[Tenth chapter]

696 111 11
                                    

"HARUUTOOO!"

Haruto tercengang. Dia mematung sesaat, sebelum melesat ke arah Jeongwoo yang terjerembab ke tanah. Anak itu tersandung ketika bermain layangan. Rupanya Jeongwoo tidak melihat sebuah batang kayu di hadapannya, dia terlalu asyik menatap ke langit. Dan akhirnya malah terus saja berjalan tanpa melihat sekitar, Jeongwoo tak sengaja menabrak kayu yang terdampar.

Sekarang anak itu mulai memerah. Lututnya terluka, bibir bawahnya juga mengeluarkan darah. Namun, gulungan benang layangannya tetap tak ia lepaskan. Jeongwoo menahan tangisnya, dia menyeka wajahnya yang kotor. Sembari menatap Haruto yang berjongkok di depannya, Jeongwoo menyodorkan gulung tali dengan sebelah tangan yang bergetar. Menyerahkannya pada Haruto.

"Haruto, kakiku sakit!" Dia menghambur, menangis seraya tenggelam dalam bahu si setengah-setengah.

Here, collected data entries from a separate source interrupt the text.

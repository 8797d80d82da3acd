use anyhow::Context;
use base64::{engine::general_purpose::URL_SAFE_NO_PAD, Engine as _};
use bcrypt::{hash, verify};
use chrono::{Duration, Utc};
use rand::RngCore;
use sha2::{Digest, Sha256};
use std::sync::Arc;
use validator::Validate;

use crate::config::AuthSettings;
use crate::error::{ServiceError, ServiceResult};
use crate::middlewares::auth::{JwtClaims, JwtService};
use crate::models::new_id;
use crate::models::refresh_token::RefreshToken;
use crate::models::user::{AuthResponse, LoginRequest, RegisterRequest, User, UserProfile, UserRole};
use crate::repository::{RepositoryError, Store};
use crate::utils::time::truncate_to_millis;

pub struct AuthService {
    store: Arc<dyn Store>,
    jwt_service: JwtService,
    access_token_ttl_seconds: i64,
    refresh_token_ttl_seconds: i64,
    bcrypt_cost: u32,
}

/// SHA-256 of a refresh token. Only the hash is ever stored.
pub fn hash_token(token: &str) -> String {
    let mut hasher = Sha256::new();
    hasher.update(token.as_bytes());
    hex::encode(hasher.finalize())
}

fn generate_refresh_token() -> String {
    let mut bytes = [0u8; 32];
    rand::rng().fill_bytes(&mut bytes);
    URL_SAFE_NO_PAD.encode(bytes)
}

impl AuthService {
    pub fn new(store: Arc<dyn Store>, jwt_service: JwtService, settings: &AuthSettings) -> Self {
        Self {
            store,
            jwt_service,
            access_token_ttl_seconds: settings.access_token_ttl_seconds,
            refresh_token_ttl_seconds: settings.refresh_token_ttl_seconds,
            bcrypt_cost: settings.bcrypt_cost,
        }
    }

    pub async fn register(&self, req: RegisterRequest) -> ServiceResult<UserProfile> {
        req.validate()?;

        let email = req.email.trim().to_lowercase();
        let password_hash =
            hash(&req.password, self.bcrypt_cost).context("Failed to hash password")?;

        let now = truncate_to_millis(Utc::now());
        let user = User {
            id: new_id(),
            email,
            password_hash,
            role: UserRole::default(),
            created_at: now,
            updated_at: now,
            last_login_at: None,
        };

        match self.store.insert_user(&user).await {
            Ok(()) => {}
            Err(RepositoryError::Duplicate) => return Err(ServiceError::UserAlreadyExists),
            Err(e) => return Err(e.into()),
        }

        tracing::info!(user_id = %user.id, email = %user.email, "User registered");
        Ok(UserProfile::from(user))
    }

    pub async fn login(&self, req: LoginRequest) -> ServiceResult<AuthResponse> {
        let email = req.email.trim().to_lowercase();

        let Some(mut user) = self.store.find_user_by_email(&email).await? else {
            tracing::warn!(email = %email, "Failed login attempt: unknown email");
            return Err(ServiceError::InvalidCredentials);
        };

        if !verify(&req.password, &user.password_hash).context("Failed to verify password")? {
            tracing::warn!(email = %email, "Failed login attempt: invalid password");
            return Err(ServiceError::InvalidCredentials);
        }

        let now = truncate_to_millis(Utc::now());
        self.store.record_login(&user.id, now).await?;
        user.last_login_at = Some(now);

        let access_token = self.generate_access_token(&user)?;
        let refresh_token = self.create_refresh_token(&user.id).await?;

        tracing::info!(user_id = %user.id, email = %user.email, "Successful login");

        Ok(AuthResponse {
            access_token,
            refresh_token,
            user: UserProfile::from(user),
        })
    }

    fn generate_access_token(&self, user: &User) -> ServiceResult<String> {
        let now = Utc::now();
        let exp = now + Duration::seconds(self.access_token_ttl_seconds);

        let claims = JwtClaims {
            sub: user.id.clone(),
            email: user.email.clone(),
            role: user.role.as_str().to_string(),
            exp: exp.timestamp() as usize,
            iat: now.timestamp() as usize,
        };

        self.jwt_service
            .generate_token(&claims)
            .map_err(|e| anyhow::anyhow!("Failed to generate token: {}", e).into())
    }

    async fn create_refresh_token(&self, user_id: &str) -> ServiceResult<String> {
        let token = generate_refresh_token();
        let now = truncate_to_millis(Utc::now());

        let record = RefreshToken {
            id: new_id(),
            user_id: user_id.to_string(),
            token_hash: hash_token(&token),
            created_at: now,
            expires_at: now + Duration::seconds(self.refresh_token_ttl_seconds),
            last_used_at: now,
            revoked: false,
        };
        self.store.insert_refresh_token(&record).await?;

        Ok(token)
    }

    /// Issues a new access token for a live refresh token.
    pub async fn refresh_token(&self, refresh_token: &str) -> ServiceResult<String> {
        let token_hash = hash_token(refresh_token);
        let now = truncate_to_millis(Utc::now());

        let record = self
            .store
            .find_refresh_token(&token_hash)
            .await?
            .filter(|t| t.is_usable_at(now))
            .ok_or(ServiceError::InvalidToken)?;

        self.store.touch_refresh_token(&token_hash, now).await?;

        let user = self
            .store
            .find_user_by_id(&record.user_id)
            .await?
            .ok_or(ServiceError::InvalidToken)?;

        self.generate_access_token(&user)
    }

    pub async fn logout(&self, refresh_token: &str) -> ServiceResult<()> {
        if !self
            .store
            .revoke_refresh_token(&hash_token(refresh_token))
            .await?
        {
            return Err(ServiceError::InvalidToken);
        }
        Ok(())
    }

    pub async fn get_user(&self, user_id: &str) -> ServiceResult<UserProfile> {
        self.store
            .find_user_by_id(user_id)
            .await?
            .map(UserProfile::from)
            .ok_or(ServiceError::UserNotFound)
    }
}

#[cfg(test)]
mod tests {
    use super::*;

    #[test]
    fn test_token_hash_is_stable_hex() {
        let a = hash_token("secret");
        assert_eq!(a, hash_token("secret"));
        assert_eq!(a.len(), 64);
        assert_ne!(a, hash_token("other"));
    }

    #[test]
    fn test_refresh_tokens_are_random() {
        let a = generate_refresh_token();
        let b = generate_refresh_token();
        assert_ne!(a, b);
        assert_eq!(a.len(), 43);
    }
}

"Tak apa, jangan menangis. Akan kubersihkan dengan air hangat," ujar Haruto. Dia menancapkan gulungan tali di tanah. Membiarkan layangan yang sedang terbang, perlahan-lahan jatuh dari ketinggian. Makhluk itu membawa si kecil masuk ke dalam.

Dia membiarkan Jeongwoo untuk duduk di salah satu kursi makan. Sedang dirinya mencari gerabah kecil tempat ramuan herbal. Haruto juga memanaskan sedikit air. Ia membalut segenggam herbal tumbuk dengan  kain bersih. Setelah itu, mencelupkannya ke dalam air mendidih.

"Haru, itu tidak akan membuatku sakit, kan?" Jeongwoo merengek. Dia takut melihat kain yang mengebul.

"Tidak, aku akan melakukannya dengan hati-hati," kata Haruto. Suara beratnya begitu lembut ketika berbicara. Dia menarik kursi, duduk di hadapan si kecil. Tangannya meraih kaki Jeongwoo, meletakkan sebelah tungkai anak itu dalam pangkuan. Lantas, satu usapan lembut dia berikan. Menyeka luka si kecil, membersihkan darah yang bercampur tanah.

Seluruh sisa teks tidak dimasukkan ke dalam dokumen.